One of the most high-profile benefit shows held to date in support of Ukraine took place in New York last night. Taking place at City Winery’s Manhattan location, the event featured performances by Gogol Bordello (whose leader, Eugene Hütz, was born in Ukraine), Patti Smith, the Hold Steady’s Craig Finn, Suzanne Vega, Magnetic Fields auteur Stephin Merritt, reggae vet Matisyahu, Jesse Malin, O.A.R.’s Marc Roberge, and indie singer-songwriter Lady Lamb, all showing up to raise funds for financial and humanitarian relief in the embattled nation.
Co-organized by Hütz and the venue, the three-hour show raised more than $130,000, which will be donated to Come Back Alive (a non-profit that supports the Ukrainian Armed Forces) and Care.org. Those funds also include a $50,000 donation to Doctors Without Borders by Yoko Ono and Sean Ono Lennon, who were invited but unable to attend. In announcing the latter news onstage, Smith recalled a similar pro-peace sentiment from Ono —the time Smith and her friend Robert Mapplethorpe went to Times Square in 1969 and saw Ono and John Lennon’s famous “War Is Over” billboard.
“Fundraising is crucial,” Hütz told RS before the show. “People are being super generous and making astronomical donations. Our task is to keep beating the drum and tell the story authentically. Ukraine is its own independent nation. Everyone who thought Ukraine was a willing part of Russia is basically living in the world of moronic Russian propaganda.”
The benefit began with an unplugged set by Gogol Bordello, including a fervent take on “When Universes Collide” (“Son, don’t get caught on the wrong side,” goes the song’s chorus). Smith and Hütz, who was literally draped in the blue-and-white Ukrainian flag, then performed the country’s solemn and unflinching national anthem, alternating verses sung in English (Smith) and Ukrainian (Hütz).
The guests who followed — New York–area artists selected by Hutz — played brief sets that tapped into their back catalogs for songs that could easily apply to current events. Originally written about the bombings in Lebanon about 15 years ago, Smith’s “Qana” could have also been inspired by current Russian attacks on Ukraine (“Some stay buried/Others crawl free/Baby didn’t make it/Screaming debris”). Vega’s “Rock in This Pocket (Song of David)” (“So small to you/And so large to me/If it’s the last thing I do/ I’ll make you see”) could easily have been written from the defiant perspective of Ukrainian president Volodymyr Zelensky.
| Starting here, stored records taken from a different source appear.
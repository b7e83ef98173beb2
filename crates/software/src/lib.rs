//! This crate contains architecture-agnostic logic for Crank Gurdy, firmware for a crank-driven
//! [hurdy-gurdy](https://en.wikipedia.org/wiki/Hurdy-gurdy) emulator. Turning the crank produces a velocity signal which
//! decides when the instrument's "strings" sound and how loudly; the strings themselves are voiced by an external sound
//! module reached over [MIDI](https://midi.org/midi-1-0) or an audio-trigger board.
//!
//! The pieces, leaf first:
//! - [`voice::StringVoice`] tracks one string's note, volume, mute and playing state and issues commands through a
//!   [`voice::SoundTransport`].
//! - [`mute`] holds the enumerated mute modes of the melody and drone/trompette pairs and applies them to a [`Gurdy`].
//! - [`crank`] provides the two interchangeable [`crank::VelocityEstimator`]s: optical edge timing and geared-motor
//!   voltage integration.
//! - [`expression::ExpressionMapper`] turns crank effort into a MIDI expression value.
//! - [`dispatch::SoundDispatcher`] runs once per control cycle and starts, updates and stops the voices.

#![deny(missing_docs)]
#![no_std]

#[cfg(test)]
extern crate std;

#[macro_use]
mod fmt;

pub mod configuration;
pub mod crank;
pub mod dispatch;
pub mod display;
pub mod expression;
pub mod mute;
pub mod voice;

mod gurdy;
pub use gurdy::*;

#[cfg(test)]
pub(crate) mod testing;

/// Elapsed-time type used throughout the crate.
///
/// Re-exported so that callers built against a different `embassy-time` release can convert into it.
pub use embassy_time::Duration;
Stephin Merritt and his frequent bandmate Shirley Simms played four Magnetic Fields songs to Merritt’s ukulele accompaniment, and in an otherwise somber event, “The Day the Politicians Died” (“Billions laughed and no one cried/The day the politicians died”) elicited well-earned laughs.
Other highlights included Finn’s mournful acoustic version of Nick Lowe’s “(What’s So Funny ‘Bout) Peace, Love, and Understanding” and his own “Certain Songs.” The show wrapped up with a typically riotous and energized gypsy-punk set by the full Gogol Bordello band, which included an older but also applicable song, “Undestructable” (“How many darkest moments and traps/Still lay ahead of us?”) and a newly written song, “Focus Coin,” about misinformation.
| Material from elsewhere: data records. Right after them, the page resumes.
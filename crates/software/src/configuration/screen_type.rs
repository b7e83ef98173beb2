use num_derive::{FromPrimitive, ToPrimitive};

/// Determines what the display shows while the crank is turning.
#[derive(Debug, Default, Copy, Clone, ToPrimitive, FromPrimitive, PartialEq)]
#[cfg_attr(feature = "defmt", derive(defmt::Format))]
pub enum ScreenType {
    /// The sounding melody note, as large as the display allows.
    #[default]
    Note,
    /// The sounding melody note alongside the mute status of every string.
    NoteAndStrings,
}
impl super::CycleConfig for ScreenType {}
//! The interface to whatever shows the performer the instrument's state. Rendering is left to implementors.

use crate::configuration::ScreenType;
use wmidi::Note;

/// A snapshot of the instrument shown while the crank is at rest.
#[derive(Clone, Copy, Debug, PartialEq)]
pub struct IdleStatus {
    /// Open notes of the high melody, low melody, drone and trompette strings, in that order.
    pub notes: [Note; 4],
    /// Semitones the whole instrument is transposed by.
    pub transpose: i8,
    /// Semitones the drone strings are raised by.
    pub capo: i8,
    /// Semitones the keybox currently raises the melody by.
    pub offset: i8,
    /// Mute flags in the same order as `notes`.
    pub mutes: [bool; 4],
}

/// Receives screen updates after every change in voice or mute state.
pub trait Display {
    /// Shows the note being played while the crank turns. `redraw` requests a full repaint rather than an update.
    fn draw_play_screen(&mut self, note: Note, screen_type: ScreenType, redraw: bool);

    /// Shows the state of every string while the crank is at rest.
    fn print_idle_status(&mut self, status: &IdleStatus);
}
For Hütz, who fled Ukraine with his family when he was young, his bond with his native country remains strong, and he’s still in touch with friends and family there. “I grew up in the punk rock scene there and a lot of my buddies are fighting in civil defense,” he said. “My relatives are now driving in cars with fucking AK-47s and babies in the back seat. Some of them are in full combat and some of them are trying to get to safety. It’s full-on war. Luckily for now, they’re all alive.
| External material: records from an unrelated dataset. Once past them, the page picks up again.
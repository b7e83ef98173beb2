//! Pushbutton inputs.
//!
//! Each button has its own task which only reports presses; the control loop applies them between cycles so that all
//! instrument state is mutated in one place.

use defmt::*;
use embassy_stm32::exti::ExtiInput;
use embassy_sync::{blocking_mutex::raw::CriticalSectionRawMutex, channel::Channel};
use embassy_time::{Duration, Timer};

/// Presses are ignored for this long after one is reported.
const DEBOUNCE: Duration = Duration::from_millis(20);

/// The performer's buttons.
#[derive(Clone, Copy, Format)]
pub enum Button {
    /// Steps through the melody mute modes.
    MelodyMute,
    /// Steps through the drone/trompette mute modes.
    DroneMute,
    /// Mutes or unmutes the drone alone.
    DroneToggle,
    /// Mutes or unmutes the trompette (and buzz) alone.
    TrompetteToggle,
    /// Steps through the screen types.
    ScreenType,
}

/// Presses not yet applied by the control loop.
pub static PRESSES: Channel<CriticalSectionRawMutex, Button, 8> = Channel::new();

/// Handles presses of one button.
#[embassy_executor::task(pool_size = 5)]
pub async fn button_task(mut input: ExtiInput<'static>, button: Button) -> ! {
    loop {
        input.wait_for_rising_edge().await;
        if PRESSES.try_send(button).is_err() {
            warn!("Dropped {} press; too many pending", button);
        }
        Timer::after(DEBOUNCE).await;
    }
}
“The invasion began eight years ago,” Hütz added. “Eight years ago we started to beat this drum and the world seemed to be comfortable thinking it was just some sort of local matter. Guess what — it’s pretty fucking far from being a local matter. Now that everyone was shoving it under the carpet for eight years, here is the result. Everyone is going to be affected by it. We are dealing with a monstrous fascist regime.”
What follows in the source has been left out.